In 1675, a connection to the University of Edinburgh led to the initial physic garden expanding to encompass a second site on the eastern shores of what was then the Nor’ Loch, in the north valley of Edinburgh. Today, the same area is occupied by Waverley railway station where a plaque opposite Platform 5 commemorates its former usage. The inaugral Professor of Botany at the University, James Sutherland, was appointed the first Regius Keeper of the King’s Garden by King William III in 1699 and this latter title continues to this day with its sixteenth incumbent.

Relocation of the Gardens

Increasing industrialisation and pollution led the two Gardens to move in 1763 to a combined third location with cleaner air on the road to Leith. Nowadays, this site occupies the corner of McDonald Road and Leith Walk with a library building, a service garage and some flats; although some remnants of the Garden remain as a small unpretentious public park to the rear.

After some 50 years, a decision was taken in 1820 to move the Garden to its fourth and final site at Inverleith, north of the city centre. Over the next few decades, the Garden grew in size through acquisition of the nearby Royal Caledonian Horticultural Society grounds, plus those of Inverleith House, to finally give the present 70 acres site today.
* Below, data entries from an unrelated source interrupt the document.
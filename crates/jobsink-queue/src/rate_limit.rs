//! Aggregate consumption rate limiting.

use std::time::Duration;

use tokio::sync::Mutex;
use tokio::time::Instant;

struct Window {
    started: Instant,
    used: u32,
}

/// Fixed-window limiter shared by every worker.
///
/// Caps aggregate throughput across the pool, not per worker: whichever
/// worker asks first consumes from the same one-second window, bounding
/// downstream write pressure regardless of concurrency.
pub struct RateLimiter {
    max_per_sec: u32,
    window: Mutex<Window>,
}

impl RateLimiter {
    /// `max_per_sec` of 0 is treated as 1; a zero cap would never admit work.
    #[must_use]
    pub fn new(max_per_sec: u32) -> Self {
        Self {
            max_per_sec: max_per_sec.max(1),
            window: Mutex::new(Window {
                started: Instant::now(),
                used: 0,
            }),
        }
    }

    /// Waits until the current window has capacity, then consumes one slot.
    pub async fn acquire(&self) {
        loop {
            let wait = {
                let mut window = self.window.lock().await;
                let now = Instant::now();
                if now.duration_since(window.started) >= Duration::from_secs(1) {
                    window.started = now;
                    window.used = 0;
                }
                if window.used < self.max_per_sec {
                    window.used += 1;
                    return;
                }
                Duration::from_secs(1).saturating_sub(now.duration_since(window.started))
            };
            tokio::time::sleep(wait.max(Duration::from_millis(1))).await;
        }
    }
}

#[cfg(test)]
mod tests {
    use super::*;

    #[tokio::test]
    async fn admits_up_to_cap_without_waiting() {
        let limiter = RateLimiter::new(10);
        let start = Instant::now();
        for _ in 0..10 {
            limiter.acquire().await;
        }
        assert!(
            start.elapsed() < Duration::from_millis(500),
            "first window should admit the full cap immediately"
        );
    }

    #[tokio::test(start_paused = true)]
    async fn delays_once_cap_is_exhausted() {
        let limiter = RateLimiter::new(2);
        limiter.acquire().await;
        limiter.acquire().await;

        let start = Instant::now();
        limiter.acquire().await;
        assert!(
            start.elapsed() >= Duration::from_millis(900),
            "third acquire should wait for the next window"
        );
    }

    #[tokio::test]
    async fn zero_cap_is_clamped_to_one() {
        let limiter = RateLimiter::new(0);
        limiter.acquire().await;
    }
}
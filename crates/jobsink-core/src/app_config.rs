use std::net::SocketAddr;
use std::path::PathBuf;

#[derive(Debug, Clone, PartialEq, Eq)]
pub enum Environment {
    Development,
    Test,
    Production,
}

impl std::fmt::Display for Environment {
    fn fmt(&self, f: &mut std::fmt::Formatter<'_>) -> std::fmt::Result {
        match self {
            Environment::Development => write!(f, "development"),
            Environment::Test => write!(f, "test"),
            Environment::Production => write!(f, "production"),
        }
    }
}

#[derive(Clone)]
pub struct AppConfig {
    pub database_url: String,
    pub env: Environment,
    pub bind_addr: SocketAddr,
    pub log_level: String,
    pub feeds_path: PathBuf,
    /// Six-field cron expression for the recurring import sweep.
    pub import_cron: String,
    pub db_max_connections: u32,
    pub db_min_connections: u32,
    pub db_acquire_timeout_secs: u64,
    pub feed_request_timeout_secs: u64,
    pub feed_user_agent: String,
    pub queue_concurrency: usize,
    pub queue_rate_limit_per_sec: u32,
    pub queue_max_attempts: u32,
    pub queue_backoff_base_secs: u64,
    pub queue_dedup_window_secs: u64,
    pub queue_completed_retention: usize,
    pub queue_completed_retention_secs: u64,
    pub queue_failed_retention_secs: u64,
    pub shutdown_grace_secs: u64,
}

impl std::fmt::Debug for AppConfig {
    fn fmt(&self, f: &mut std::fmt::Formatter<'_>) -> std::fmt::Result {
        f.debug_struct("AppConfig")
            .field("database_url", &"[redacted]")
            .field("env", &self.env)
            .field("bind_addr", &self.bind_addr)
            .field("log_level", &self.log_level)
            .field("feeds_path", &self.feeds_path)
            .field("import_cron", &self.import_cron)
            .field("db_max_connections", &self.db_max_connections)
            .field("db_min_connections", &self.db_min_connections)
            .field("db_acquire_timeout_secs", &self.db_acquire_timeout_secs)
            .field("feed_request_timeout_secs", &self.feed_request_timeout_secs)
            .field("feed_user_agent", &self.feed_user_agent)
            .field("queue_concurrency", &self.queue_concurrency)
            .field("queue_rate_limit_per_sec", &self.queue_rate_limit_per_sec)
            .field("queue_max_attempts", &self.queue_max_attempts)
            .field("queue_backoff_base_secs", &self.queue_backoff_base_secs)
            .field("queue_dedup_window_secs", &self.queue_dedup_window_secs)
            .field("queue_completed_retention", &self.queue_completed_retention)
            .field(
                "queue_completed_retention_secs",
                &self.queue_completed_retention_secs,
            )
            .field(
                "queue_failed_retention_secs",
                &self.queue_failed_retention_secs,
            )
            .field("shutdown_grace_secs", &self.shutdown_grace_secs)
            .finish()
    }
}
//! End-to-end pipeline tests: wiremock feeds, in-memory stores, real queue
//! and worker pool.

use std::sync::Arc;
use std::time::Duration;

use wiremock::matchers::{method, path};
use wiremock::{Mock, MockServer, ResponseTemplate};

use jobsink_core::{JobProcessor, JobStore, RunStatus, RunStore};
use jobsink_feeds::FeedClient;
use jobsink_ingest::{ImportPipeline, MemoryJobStore, MemoryRunStore, Processor};
use jobsink_queue::{JobQueue, QueueConfig, WorkerPool};

const RSS_TWO_ITEMS: &str = r#"<?xml version="1.0" encoding="UTF-8"?>
<rss version="2.0">
  <channel>
    <title>Acme Careers</title>
    <item>
      <title>Backend Engineer</title>
      <company>Acme</company>
      <link>https://jobs.acme.test/1</link>
      <guid>acme-1</guid>
      <description>Build services.</description>
      <pubDate>Mon, 06 Jul 2026 09:30:00 GMT</pubDate>
    </item>
    <item>
      <title>Data Engineer</title>
      <company>Acme</company>
      <link>https://jobs.acme.test/2</link>
      <guid>acme-2</guid>
      <description>Move data.</description>
    </item>
  </channel>
</rss>"#;

const ATOM_ONE_ENTRY: &str = r#"<?xml version="1.0" encoding="UTF-8"?>
<feed xmlns="http://www.w3.org/2005/Atom">
  <entry>
    <title>Platform Engineer</title>
    <company>Beta Corp</company>
    <url>https://jobs.beta.test/77</url>
    <id>beta-77</id>
    <published>2026-07-01T08:00:00Z</published>
  </entry>
</feed>"#;

struct Harness {
    pipeline: ImportPipeline,
    queue: Arc<JobQueue>,
    pool: WorkerPool,
    job_store: Arc<MemoryJobStore>,
    run_store: Arc<MemoryRunStore>,
}

fn harness() -> Harness {
    let job_store = Arc::new(MemoryJobStore::default());
    let run_store = Arc::new(MemoryRunStore::default());
    let processor = Arc::new(Processor::new(
        Arc::clone(&job_store) as Arc<dyn JobStore>
    ));
    let queue = Arc::new(JobQueue::new(QueueConfig {
        concurrency: 3,
        backoff_base_secs: 0,
        poll_interval_ms: 10,
        ..QueueConfig::default()
    }));
    let pool = WorkerPool::start(
        Arc::clone(&queue),
        Arc::clone(&processor) as Arc<dyn JobProcessor>,
        Arc::clone(&run_store) as Arc<dyn RunStore>,
    );
    let client = FeedClient::new(5, "jobsink-test/0.1").expect("build feed client");
    let pipeline = ImportPipeline::new(
        client,
        Arc::clone(&queue),
        Arc::clone(&run_store) as Arc<dyn RunStore>,
        processor,
    );
    Harness {
        pipeline,
        queue,
        pool,
        job_store,
        run_store,
    }
}

#[tokio::test]
async fn full_sweep_queues_processes_and_accounts() {
    let server = MockServer::start().await;
    Mock::given(method("GET"))
        .and(path("/rss.xml"))
        .respond_with(ResponseTemplate::new(200).set_body_string(RSS_TWO_ITEMS))
        .mount(&server)
        .await;
    Mock::given(method("GET"))
        .and(path("/atom.xml"))
        .respond_with(ResponseTemplate::new(200).set_body_string(ATOM_ONE_ENTRY))
        .mount(&server)
        .await;

    let h = harness();
    let urls = vec![
        format!("{}/rss.xml", server.uri()),
        format!("{}/atom.xml", server.uri()),
    ];
    let summary = h
        .pipeline
        .run_import(&urls, "test sweep")
        .await
        .expect("run import");
    assert_eq!(summary.total_jobs, 3);

    h.queue.wait_until_idle().await;
    h.pool.shutdown(&h.queue, Duration::from_secs(5)).await;

    assert_eq!(h.job_store.len().await, 3);

    let run = h.run_store.get(summary.run_id).await.expect("run exists");
    assert_eq!(run.status, RunStatus::Completed);
    assert_eq!(run.total_fetched, 3);
    assert_eq!(run.new_jobs, 3);
    assert_eq!(run.updated_jobs, 0);
    assert_eq!(run.failed_jobs, 0);
    assert!(run.failed_reasons.is_empty());
    assert!(run.duration_ms.is_some());
}

#[tokio::test]
async fn second_sweep_updates_instead_of_duplicating() {
    let server = MockServer::start().await;
    Mock::given(method("GET"))
        .and(path("/rss.xml"))
        .respond_with(ResponseTemplate::new(200).set_body_string(RSS_TWO_ITEMS))
        .mount(&server)
        .await;

    let h = harness();
    let urls = vec![format!("{}/rss.xml", server.uri())];

    let first = h
        .pipeline
        .run_import(&urls, "sweep 1")
        .await
        .expect("first run");
    h.queue.wait_until_idle().await;

    let second = h
        .pipeline
        .run_import(&urls, "sweep 2")
        .await
        .expect("second run");
    h.queue.wait_until_idle().await;
    h.pool.shutdown(&h.queue, Duration::from_secs(5)).await;

    assert_eq!(h.job_store.len().await, 2, "no duplicate records");

    let run1 = h.run_store.get(first.run_id).await.expect("run 1");
    assert_eq!(run1.new_jobs, 2);
    let run2 = h.run_store.get(second.run_id).await.expect("run 2");
    assert_eq!(run2.new_jobs, 0);
    assert_eq!(run2.updated_jobs, 2);
}

#[tokio::test]
async fn sweep_with_only_fetch_errors_is_failed() {
    let server = MockServer::start().await;
    Mock::given(method("GET"))
        .and(path("/down.xml"))
        .respond_with(ResponseTemplate::new(502))
        .mount(&server)
        .await;

    let h = harness();
    let urls = vec![format!("{}/down.xml", server.uri())];
    let summary = h
        .pipeline
        .run_import(&urls, "dead feed")
        .await
        .expect("run completes despite fetch failure");
    h.pool.shutdown(&h.queue, Duration::from_secs(5)).await;

    assert_eq!(summary.total_jobs, 0);
    let run = h.run_store.get(summary.run_id).await.expect("run exists");
    assert_eq!(run.status, RunStatus::Failed);
    assert_eq!(run.total_fetched, 0);
    assert_eq!(run.failed_reasons.len(), 1);
    assert!(run.failed_reasons[0].contains("502"));
}

#[tokio::test]
async fn sweep_with_empty_feed_and_no_errors_is_completed() {
    let server = MockServer::start().await;
    Mock::given(method("GET"))
        .and(path("/empty.xml"))
        .respond_with(
            ResponseTemplate::new(200)
                .set_body_string("<rss version=\"2.0\"><channel></channel></rss>"),
        )
        .mount(&server)
        .await;

    let h = harness();
    let urls = vec![format!("{}/empty.xml", server.uri())];
    let summary = h
        .pipeline
        .run_import(&urls, "empty feed")
        .await
        .expect("run import");
    h.pool.shutdown(&h.queue, Duration::from_secs(5)).await;

    let run = h.run_store.get(summary.run_id).await.expect("run exists");
    assert_eq!(run.status, RunStatus::Completed);
    assert_eq!(run.total_fetched, 0);
    assert!(run.failed_reasons.is_empty());
}

#[tokio::test]
async fn one_bad_feed_does_not_block_the_good_one() {
    let server = MockServer::start().await;
    Mock::given(method("GET"))
        .and(path("/rss.xml"))
        .respond_with(ResponseTemplate::new(200).set_body_string(RSS_TWO_ITEMS))
        .mount(&server)
        .await;
    Mock::given(method("GET"))
        .and(path("/down.xml"))
        .respond_with(ResponseTemplate::new(500))
        .mount(&server)
        .await;

    let h = harness();
    let urls = vec![
        format!("{}/rss.xml", server.uri()),
        format!("{}/down.xml", server.uri()),
    ];
    let summary = h
        .pipeline
        .run_import(&urls, "mixed sweep")
        .await
        .expect("run import");

    h.queue.wait_until_idle().await;
    h.pool.shutdown(&h.queue, Duration::from_secs(5)).await;

    let run = h.run_store.get(summary.run_id).await.expect("run exists");
    // Jobs were fetched, so the sweep completed with the error recorded.
    assert_eq!(run.status, RunStatus::Completed);
    assert_eq!(run.total_fetched, 2);
    assert_eq!(run.failed_reasons.len(), 1);
    assert_eq!(h.job_store.len().await, 2);
}

#[tokio::test]
async fn sync_sweep_records_exact_counts_without_queueing() {
    let server = MockServer::start().await;
    Mock::given(method("GET"))
        .and(path("/rss.xml"))
        .respond_with(ResponseTemplate::new(200).set_body_string(RSS_TWO_ITEMS))
        .mount(&server)
        .await;

    let h = harness();
    let urls = vec![format!("{}/rss.xml", server.uri())];
    let summary = h
        .pipeline
        .run_import_sync(&urls, "sync sweep", 4)
        .await
        .expect("sync run");
    h.pool.shutdown(&h.queue, Duration::from_secs(5)).await;

    assert_eq!(summary.total_jobs, 2);
    assert_eq!(h.job_store.len().await, 2);
    assert_eq!(h.queue.completed().await.len(), 0, "nothing went through the queue");

    let run = h.run_store.get(summary.run_id).await.expect("run exists");
    assert_eq!(run.new_jobs, 2);
    assert_eq!(run.failed_jobs, 0);
}

#[tokio::test]
async fn aggregate_stats_reflect_completed_and_failed_sweeps() {
    let server = MockServer::start().await;
    Mock::given(method("GET"))
        .and(path("/rss.xml"))
        .respond_with(ResponseTemplate::new(200).set_body_string(RSS_TWO_ITEMS))
        .mount(&server)
        .await;
    Mock::given(method("GET"))
        .and(path("/down.xml"))
        .respond_with(ResponseTemplate::new(503))
        .mount(&server)
        .await;

    let h = harness();
    let good = vec![format!("{}/rss.xml", server.uri())];
    let bad = vec![format!("{}/down.xml", server.uri())];

    for _ in 0..3 {
        h.pipeline.run_import(&good, "good").await.expect("good run");
        h.queue.wait_until_idle().await;
    }
    h.pipeline.run_import(&bad, "bad").await.expect("bad run");
    h.pool.shutdown(&h.queue, Duration::from_secs(5)).await;

    let stats = h.run_store.aggregate_stats().await.expect("stats");
    assert_eq!(stats.total_runs, 4);
    assert_eq!(stats.success_rate_pct, 75.0);
    assert!(stats.most_recent.is_some());
}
Often referred to as simply 'The Botanics', the Royal Botanic Garden Edinburgh today is mainly a series of interlocking themed gardens – the Rock Garden, the Chinese Hillside Garden, the Alpine Garden, to name but a few. Over 14,000 plant species are on show. In a wonderful nod to the past, the dilapidated Georgian 'Gardener’s Cottage’, abandoned at the third location on Leith Walk, was recently moved brick by brick to be painstakingly reassembled at the present site, thereby making it simultaneously the oldest and the newest building in the Garden!

Entry to 'The Botanics' is free but donations are always welcomed. There is a charge to visit the impressive Glasshouses as 'Windows on the World’ in plant terms. Bus routes 8, 23 and 27 north from the city centre take you directly to the East Gate. Once there, you can escape the busy city, relax and unwind and truly embrace nature for a while.